But I had another goal for the book too, and in some ways it was the greater challenge for me as a writer.

Seven Stories Up is a companion novel, and when I actually sat down to write the book, it was my previous title, Bigger than a Bread Box, I was thinking about.  In Bigger than a Bread Box, I followed a girl named Rebecca through a hard autumn of her life, as her parents—Annie and Jim—were separating.

Rebecca’s story was based on my own childhood memories, but it was a fiction, in which a mother (Annie) has taken her kids and run off with them to Atlanta, leaving “Dad” back home in Baltimore.  This was certainly not something my own mother ever did, and it was an action I struggled to comprehend, even as I wrote it. As a mom, I didn’t think could never do such a thing to my kids.

Which left me with a very real question—what kind of mother would? As someone who doesn’t often write villains, or much believe in their simplicity, I wanted to know what kind of personality quirks and childhood experiences might make a mother capable of such a rash, independent decision.

And so I had to work backwards. I had to reverse-engineer my main character, Annie.  Whoever she was as a kid, she had to grow up to be someone who might reject—if only briefly—the idea that a kid might need two present parents.   Annie had to be someone impetuous when pushed to the brink.  She had to be someone striving for more, unwilling to settle.  Why—I wondered—would she move from Atlanta to Baltimore in the first place?

And this was how the book began, backwards!

I followed Annie back in time, from motherhood to childhood. I stalked her back to Atlanta, to her own twelfth year, a year that changed her, magically, just as the Bread Box had changed Rebecca.  I discovered that Annie was loving, but sometimes brusque and selfish. That she’d grown up with a great mom herself, but a mom who had a hard time handling tricky emotional terrain. I discovered that she’d grown up without a father. I discovered that there was a very real reason Baltimore might someday draw her north from her home in Georgia.

The more I discovered, the more the book became a labyrinth.  I had to construct this new world of Seven Stories Up without pulling apart the world I’d written into Bigger than a Bread Box. All while observing the logic of my time-travel storyline, and the historical requirements of 1937.  It was a fascinating process, but it took two years longer than expected. It was HARD.

In the end it was worth it. Not only do I know Annie much better than I did when I finished writing Bigger than a Bread Box, I understand Rebecca better too. Families  are so complex—so layered and interwoven.  I feel like I’ve spent the last five years now with the Jaffin/Shapiro clan.   I feel like I’m part of the family.
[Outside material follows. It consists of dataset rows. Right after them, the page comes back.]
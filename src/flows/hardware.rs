//! Low-Level Hardware Flows
//!
//! # DumpFlashImage
//!
//! Dumps the SPI flash (BIOS) image of the host:
//!
//! ```text
//! Start -> CollectDebugInfo -> DumpImage -> CollectImage -> DeleteTemporaryImage -> TemporaryImageRemoved
//!                                                 \-> End (no image path)
//! ```
//!
//! The image is dumped to a temporary file on the agent, copied into the
//! store with [`GetFiles`](super::transfer), pointed at by
//! `{client}/spiflash` and then removed from the agent. A failure to remove
//! it aborts the flow, but the already transferred image stays delivered.
//!
//! # DumpACPITable
//!
//! Fetches every requested ACPI table signature with its own call. Each
//! reply is handled on its own: a failed signature is logged and the
//! others carry on.

use log::debug;
use serde::{Deserialize, Serialize};
use serde_json::json;

use super::artifact_collector::{self, CollectHardwareInfoArgs};
use super::transfer::{self, GetFilesArgs, TransferredFile};
use crate::agent::actions::{
    DeleteTempFilesRequest, DumpAcpiTableRequest, DumpAcpiTableResponse, DumpFlashImageRequest,
    DumpFlashImageResponse, CHIPSEC_COMPONENT, DEFAULT_COMPONENT_VERSION, DELETE_TEMP_FILES,
    DUMP_ACPI_TABLE, DUMP_FLASH_IMAGE,
};
use crate::error::{FlowError, ValidationError};
use crate::execution::context::FlowContext;
use crate::flow::graph::StateGraph;
use crate::flow::model::{Artifact, OutboundCall, ResponseEnvelope};
use crate::flow::validator::{require_non_empty, require_non_empty_list, require_positive, FlowArgs};
use crate::storage::{client_path, write_object, ObjectKind};

pub const DUMP_FLASH_IMAGE_FLOW: &str = "DumpFlashImage";
pub const DUMP_ACPI_TABLE_FLOW: &str = "DumpACPITable";

/// Symbolic pointer to the latest flash image of a client.
const SPIFLASH_LINK: &str = "spiflash";

/// Store prefix of ACPI table collections.
const ACPI_TABLES_PREFIX: &str = "devices/chipsec/acpi/tables";

const DEFAULT_CHUNK_SIZE: u64 = 0x100000;

fn default_component_version() -> String {
    DEFAULT_COMPONENT_VERSION.to_string()
}

fn default_chunk_size() -> u64 {
    DEFAULT_CHUNK_SIZE
}

#[derive(Serialize, Deserialize, Clone, Debug, PartialEq)]
pub struct DumpFlashImageArgs {
    #[serde(default = "default_component_version")]
    pub component_version: String,
    /// Verbosity of the dump on the agent
    #[serde(default)]
    pub log_level: u32,
    /// Bytes read per chunk
    #[serde(default = "default_chunk_size")]
    pub chunk_size: u64,
    /// Whether the agent announces the dump in its syslog
    #[serde(default)]
    pub notify_syslog: bool,
}

impl Default for DumpFlashImageArgs {
    fn default() -> Self {
        Self {
            component_version: default_component_version(),
            log_level: 0,
            chunk_size: DEFAULT_CHUNK_SIZE,
            notify_syslog: false,
        }
    }
}

impl FlowArgs for DumpFlashImageArgs {
    fn validate(&self) -> Result<(), ValidationError> {
        require_non_empty("component_version", &self.component_version)?;
        require_positive("chunk_size", self.chunk_size)
    }
}

pub fn dump_flash_image() -> StateGraph<DumpFlashImageArgs> {
    StateGraph::new(DUMP_FLASH_IMAGE_FLOW, "Start")
        .state("Start", flash_start)
        .state("CollectDebugInfo", collect_debug_info)
        .state("DumpImage", dump_image)
        .state("CollectImage", collect_image)
        .state("DeleteTemporaryImage", delete_temporary_image)
        .state("TemporaryImageRemoved", temporary_image_removed)
        .end("End", flash_end)
}

fn flash_start(args: &DumpFlashImageArgs, ctx: &mut FlowContext<'_>, _: ResponseEnvelope) -> Result<(), FlowError> {
    ctx.load_component(CHIPSEC_COMPONENT, &args.component_version, "CollectDebugInfo")
}

fn collect_debug_info(_: &DumpFlashImageArgs, ctx: &mut FlowContext<'_>, _: ResponseEnvelope) -> Result<(), FlowError> {
    let args = CollectHardwareInfoArgs { store_results: true };
    ctx.call_flow(artifact_collector::NAME, args, "DumpImage")
}

fn dump_image(
    args: &DumpFlashImageArgs,
    ctx: &mut FlowContext<'_>,
    responses: ResponseEnvelope,
) -> Result<(), FlowError> {
    if responses.success {
        if let Some(info) = responses.first() {
            ctx.set("hardware_info", info)?;
        }
    } else {
        debug!("Hardware information unavailable: {}", responses.status_text());
        ctx.log(format!(
            "Unable to collect hardware information: {}",
            responses.status_text()
        ));
    }

    let request = DumpFlashImageRequest {
        log_level: args.log_level,
        chunk_size: args.chunk_size,
        notify_syslog: args.notify_syslog,
    };
    ctx.call_client(&DUMP_FLASH_IMAGE, request, "CollectImage")
}

fn collect_image(_: &DumpFlashImageArgs, ctx: &mut FlowContext<'_>, responses: ResponseEnvelope) -> Result<(), FlowError> {
    ctx.forward_logs(&responses);

    if !responses.success {
        return Err(FlowError::fatal(format!(
            "Failed to dump the flash image: {}",
            responses.status_text()
        )));
    }

    let image_path = responses
        .first_as::<DumpFlashImageResponse>()?
        .map(|response| response.path)
        .unwrap_or_default();

    if image_path.is_empty() {
        ctx.log("No path returned. Skipping host.");
        return ctx.call_state("End");
    }

    ctx.set("image_path", &image_path)?;
    let call = OutboundCall::flow(
        transfer::NAME,
        GetFilesArgs::new(vec![image_path.clone()]),
        "DeleteTemporaryImage",
    )?
    .with_request_data(json!({ "image_path": image_path }));
    ctx.dispatch(call)
}

fn delete_temporary_image(
    _: &DumpFlashImageArgs,
    ctx: &mut FlowContext<'_>,
    responses: ResponseEnvelope,
) -> Result<(), FlowError> {
    if !responses.success {
        return Err(FlowError::fatal(format!(
            "Unable to collect the flash image: {}",
            responses.status_text()
        )));
    }

    let image: TransferredFile = responses
        .first_as()?
        .ok_or_else(|| FlowError::fatal("Unable to collect the flash image: no file transferred"))?;
    ctx.send_reply(Artifact::new("TransferredFile", &image)?);

    let link = client_path(ctx.client_id(), &[SPIFLASH_LINK]);
    ctx.store().set_target(&link, &image.store_path)?;

    let image_path = responses
        .request_str("image_path")
        .ok_or_else(|| FlowError::fatal("Temporary image path missing from request data"))?;
    let request = DeleteTempFilesRequest {
        path: image_path.to_string(),
    };
    ctx.call_client(&DELETE_TEMP_FILES, request, "TemporaryImageRemoved")
}

fn temporary_image_removed(
    _: &DumpFlashImageArgs,
    _: &mut FlowContext<'_>,
    responses: ResponseEnvelope,
) -> Result<(), FlowError> {
    if !responses.success {
        return Err(FlowError::fatal(format!(
            "Unable to delete the temporary flash image: {}",
            responses.status_text()
        )));
    }
    Ok(())
}

fn flash_end(_: &DumpFlashImageArgs, ctx: &mut FlowContext<'_>, _: ResponseEnvelope) -> Result<(), FlowError> {
    if ctx.contains("image_path") {
        ctx.log("Successfully wrote Flash image.");
    }
    Ok(())
}

#[derive(Serialize, Deserialize, Clone, Debug, PartialEq)]
pub struct DumpAcpiTableArgs {
    #[serde(default = "default_component_version")]
    pub component_version: String,
    /// Whether the agent logs while reading tables
    #[serde(default)]
    pub logging: bool,
    #[serde(default)]
    pub table_signature_list: Vec<String>,
}

impl DumpAcpiTableArgs {
    pub fn new(signatures: &[&str]) -> Self {
        Self {
            component_version: default_component_version(),
            logging: false,
            table_signature_list: signatures.iter().map(|s| s.to_string()).collect(),
        }
    }
}

impl FlowArgs for DumpAcpiTableArgs {
    fn validate(&self) -> Result<(), ValidationError> {
        require_non_empty("component_version", &self.component_version)?;
        require_non_empty_list("table_signature_list", &self.table_signature_list)?;

        for signature in &self.table_signature_list {
            let valid = signature.len() == 4 && signature.bytes().all(|b| b.is_ascii_graphic());
            if !valid {
                return Err(ValidationError::InvalidValue {
                    field: "table_signature_list".to_string(),
                    reason: format!("'{}' is not a 4-character ACPI signature", signature),
                });
            }
        }
        Ok(())
    }
}

pub fn dump_acpi_table() -> StateGraph<DumpAcpiTableArgs> {
    StateGraph::new(DUMP_ACPI_TABLE_FLOW, "Start")
        .state("Start", acpi_start)
        .state("StartCollection", start_collection)
        .state("TableReceived", table_received)
}

fn acpi_start(args: &DumpAcpiTableArgs, ctx: &mut FlowContext<'_>, _: ResponseEnvelope) -> Result<(), FlowError> {
    ctx.load_component(CHIPSEC_COMPONENT, &args.component_version, "StartCollection")
}

fn start_collection(args: &DumpAcpiTableArgs, ctx: &mut FlowContext<'_>, _: ResponseEnvelope) -> Result<(), FlowError> {
    for signature in &args.table_signature_list {
        let request = DumpAcpiTableRequest {
            logging: args.logging,
            table_signature: signature.clone(),
        };
        let call = DUMP_ACPI_TABLE
            .call(request, "TableReceived")?
            .with_request_data(json!({ "table_signature": signature }));
        ctx.dispatch(call)?;
    }
    Ok(())
}

fn table_received(_: &DumpAcpiTableArgs, ctx: &mut FlowContext<'_>, responses: ResponseEnvelope) -> Result<(), FlowError> {
    ctx.forward_logs(&responses);

    // A failed reply may not carry the signature, the request data always does.
    let signature = responses
        .request_str("table_signature")
        .unwrap_or("unknown")
        .to_string();

    if !responses.success {
        ctx.log(format!("Error retrieving ACPI table with signature {}", signature));
        return Ok(());
    }

    let response: DumpAcpiTableResponse = responses.first_as()?.unwrap_or_default();
    if response.acpi_tables.is_empty() {
        return Ok(());
    }

    ctx.log(format!("Retrieved ACPI table(s) with signature {}", signature));

    let path = client_path(ctx.client_id(), &[ACPI_TABLES_PREFIX, &signature]);
    let collection = serde_json::to_vec(&response.acpi_tables)?;
    write_object(ctx.store(), &path, ObjectKind::AcpiTableCollection, &collection)?;

    for table in &response.acpi_tables {
        ctx.send_reply(Artifact::new("AcpiTable", table)?);
    }
    Ok(())
}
It’s been interesting for me, to see how people respond to these books, as companions (but not really sequels). People expect them to be more related by narrative, and in some cases, I think people struggle to see the relationship between the two books. There are small details laced through the books, that link them, but they’re really independent of one another. They stand on their own.

But doesn’t that make a kind of sense? Isn’t that how some  books work, or families?  We all feel like standalone novels, living our own distinct stories. And yet, we are all connected, and couldn’t exist as we do without one another.


Laurel Snyder

ABOUT LAUREL: Laurel Snyder is the author of many books for children, including novels like Bigger than a Bread Box and Any Which Wall, and picture books like Baxter, the Pig Who Wanted to Be Kosher.  You can follow her on twitter @laurelsnyder or visit her online at http://laurelsnyder.com.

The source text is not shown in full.